Telehealth Psychology Sessions

 Telehealth offers a convenient, flexible way to access psychological support from the comfort of your own space. Whether you live regionally, have mobility or time constraints, or simply prefer the privacy and ease of meeting online, telehealth can be a valuable option for ongoing care.

 What is Telehealth?

 Telehealth refers to psychological sessions conducted via secure video or phone. These sessions are structured just like in-person appointments, with the same level of professionalism, confidentiality, and therapeutic support, simply delivered remotely.

 

Video sessions are typically held via a secure platform, with a link sent to you prior to your appointment. If necessary, phone sessions may also be available.

 What You’ll Need

 To attend a telehealth session, you’ll need:

  • A quiet, private space where you feel safe to speak freely

  • A stable internet connection (for video)

  • A device such as a computer, tablet, or smartphone with camera and microphone

  • Headphones (optional, but helpful for privacy and sound clarity)

  • A comfortable seat and perhaps a drink or tissue box nearby, just as you might have in a therapy room

 If you’re unsure about the technology or how it works, I’m happy to guide you through the process in advance.

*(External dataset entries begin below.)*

use crate::models::Posting;
use crate::store::SentJobs;

/// Characters of description that participate in the identifier. Re-renders
/// that only differ past this prefix keep the same id across runs.
const ID_PREFIX_CHARS: usize = 200;

/// Deterministic identifier for a posting: MD5 hex digest of the lower-cased
/// title plus the first 200 characters of the description.
pub fn posting_id(title: &str, description: &str) -> String {
    let prefix: String = description.chars().take(ID_PREFIX_CHARS).collect();
    let material = format!("{}{}", title, prefix).to_lowercase();
    format!("{:x}", md5::compute(material.as_bytes()))
}

/// Split matched postings into not-yet-notified and already-seen.
pub fn partition_new(postings: Vec<Posting>, seen: &SentJobs) -> (Vec<Posting>, Vec<Posting>) {
    postings.into_iter().partition(|p| !seen.contains(&p.id))
}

Is Telehealth Right for Everyone?

 Telehealth can be an effective and evidence-based approach for many mental health concerns, including anxiety, depression, grief, adjustment difficulties, interpersonal issues, and stress management. It can also be a helpful option for people navigating busy schedules or chronic illness.

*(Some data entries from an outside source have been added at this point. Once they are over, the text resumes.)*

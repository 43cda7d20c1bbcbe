use std::ffi::OsStr;
use std::time::Duration;

use anyhow::{Result, anyhow};
use async_trait::async_trait;
use headless_chrome::{Browser, LaunchOptions};
use tracing::info;

/// Fixed delay for the board's client-side rendering to fill in results.
const RENDER_WAIT: Duration = Duration::from_secs(5);

/// A single capability: render a URL to an HTML string.
#[async_trait]
pub trait PageSource: Send + Sync {
    async fn render(&self, url: &str) -> Result<String>;
}

/// Headless Chrome fetcher for pages that need client-side rendering. One
/// browser per call; any launch or navigation failure is fatal to the run.
pub struct BrowserFetcher {
    chrome_path: Option<String>,
}

impl BrowserFetcher {
    pub fn new() -> Self {
        Self {
            chrome_path: std::env::var("CHROME_PATH").ok(),
        }
    }
}

impl Default for BrowserFetcher {
    fn default() -> Self {
        Self::new()
    }
}

#[async_trait]
impl PageSource for BrowserFetcher {
    async fn render(&self, url: &str) -> Result<String> {
        info!("launching browser for {}", url);
        let mut launch_options = LaunchOptions::default_builder()
            .headless(true)
            .sandbox(false)
            .args(vec![
                OsStr::new("--no-sandbox"),
                OsStr::new("--disable-gpu"),
                OsStr::new("--disable-dev-shm-usage"),
            ])
            .build()
            .map_err(|e| anyhow!("Failed to create launch options: {}", e))?;

        if let Some(chrome_path) = &self.chrome_path {
            launch_options.path = Some(std::path::PathBuf::from(chrome_path));
        }

        let browser =
            Browser::new(launch_options).map_err(|e| anyhow!("Failed to launch browser: {}", e))?;
        let tab = browser
            .new_tab()
            .map_err(|e| anyhow!("Failed to create tab: {}", e))?;

        tab.navigate_to(url)
            .map_err(|e| anyhow!("Navigation failed: {}", e))?;
        tab.wait_until_navigated()
            .map_err(|e| anyhow!("Page load failed: {}", e))?;

        tokio::time::sleep(RENDER_WAIT).await;

        let html = tab
            .get_content()
            .map_err(|e| anyhow!("Failed to get page content: {}", e))?;

        // Close tab to free resources
        let _ = tab.close(true);

        Ok(html)
    }
}

/// Plain HTTP fetcher, for when the target page stops requiring JavaScript
/// rendering.
pub struct HttpFetcher {
    client: reqwest::Client,
}

impl HttpFetcher {
    pub fn new() -> Self {
        Self {
            client: reqwest::Client::new(),
        }
    }
}

impl Default for HttpFetcher {
    fn default() -> Self {
        Self::new()
    }
}

#[async_trait]
impl PageSource for HttpFetcher {
    async fn render(&self, url: &str) -> Result<String> {
        let response = self.client.get(url).send().await?;
        Ok(response.text().await?)
    }
}

#[cfg(test)]
mod tests {
    use super::*;
    use wiremock::matchers::{method, path};
    use wiremock::{Mock, MockServer, ResponseTemplate};

    #[tokio::test]
    async fn test_http_fetcher_returns_body() {
        let server = MockServer::start().await;
        Mock::given(method("GET"))
            .and(path("/search/"))
            .respond_with(
                ResponseTemplate::new(200)
                    .set_body_string("<html><body><div class='job-row'>hi</div></body></html>"),
            )
            .mount(&server)
            .await;

        let fetcher = HttpFetcher::new();
        let html = fetcher
            .render(&format!("{}/search/", server.uri()))
            .await
            .unwrap();

        assert!(html.contains("job-row"));
    }

    #[tokio::test]
    async fn test_http_fetcher_unreachable_host_errors() {
        let fetcher = HttpFetcher::new();
        let result = fetcher.render("http://127.0.0.1:1/search/").await;
        assert!(result.is_err());
    }
}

 However, for some clients — particularly those experiencing high levels of distress, ongoing risk to safety, significant dissociation, or complex trauma that requires in-room support, in-person sessions may offer a more suitable level of containment and support. Where needed, we can discuss this together and explore what feels most safe and is ethically appropriate for you.

 Your Comfort and Connection Matter Most

Therapy is most effective when you feel connected and supported. Whether you choose telehealth or in-person appointments, the therapeutic relationship remains at the heart of the work. My goal is to meet you where you are, both emotionally and physically, and support you in a way that aligns with your needs while upholding ethical standards.